My problem statement is as below. There is a concept of “domain” which consists of many “subdomains”. Now, those subdomains are domains in their own right. Following is the basic method I can do the things. I can probably use an auto_ptr or something, but lets leave it for now.
class Domain
{
private:
Domain* subdomains;
}
However, I was able to compile and run the following program which I think does the same thing and gives me what I want.
#include <iostream>
#include <vector>
#include <string>
class Domain
{
private:
std::string name_;
public:
std::vector<Domain> subdomains;
Domain(std::string name) : name_(name) {};
std::string name() {return name_;}
void addSubDomain(std::string subDomainName);
};
void Domain::addSubDomain(std::string subDomainName)
{
subdomain.push_back(Domain(subDomainName));
}
int main()
{
std::cout<<"Hello, World"<<std::endl;
Domain domain("wow");
domain.addSubDomain("wow-child");
std::cout<<"Domain name is "<<domain.name()<<std::endl;
std::cout<<"Subdomain name is "<<domain.subdomain[0].name()<<std::endl;
return 0;
}
The output which I get on running this is
$./main
Hello, World
Domain name is wow
Subdomain name is wow-child
My question is whether there are any pitfalls that I may have missed while implementing the following thing?
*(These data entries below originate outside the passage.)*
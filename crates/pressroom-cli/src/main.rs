//! CLI entry point, the composition root.
//!
//! Infrastructure is wired together here and nowhere else: the command
//! handlers receive a ready [`pressroom_core::Repos`] or a full server
//! configuration.

use clap::Parser;
use tracing_subscriber::EnvFilter;

use pressroom_axum::{CorsConfig, ServerConfig, start_server};
use pressroom_cli::{Cli, Commands};
use pressroom_db::{StoreFactory, setup_database};

#[tokio::main]
async fn main() -> anyhow::Result<()> {
    tracing_subscriber::fmt()
        .with_env_filter(EnvFilter::try_from_default_env().unwrap_or_else(|_| "info".into()))
        .init();

    let cli = Cli::parse();

    let Some(command) = cli.command else {
        use clap::CommandFactory;
        Cli::command().print_help()?;
        return Ok(());
    };

    match command {
        Commands::Serve {
            app,
            port,
            allow_origins,
        } => {
            let cors = if allow_origins.is_empty() {
                CorsConfig::AllowAll
            } else {
                CorsConfig::AllowOrigins(allow_origins)
            };
            let config = ServerConfig {
                app: app.into(),
                port,
                db_path: cli.db_path,
                cors,
            };
            println!("Listening on http://127.0.0.1:{port}");
            start_server(config).await?;
        }
        Commands::Seed => {
            let pool = setup_database(&cli.db_path).await?;
            let repos = StoreFactory::build_repos(pool);
            pressroom_cli::seed::execute(&repos).await?;
        }
    }

    Ok(())
}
Right now, there is nothing I can see. If there are no pitfalls, then this is the a really good solution to my problems.
EDIT
In case this is not a solution, then is there another solution that I can use which does not involve the management of raw pointers?
This is undefined behavior because at the point you define the member, the class is not yet completely defined. At that point,
std::vector<Domain>needs to be instantiated though, from the templatestd::vector<T>to a classstd::vector<Domain>(to determine its size, among others). When that instantiation happens, the Standard requires the class to be completely defined.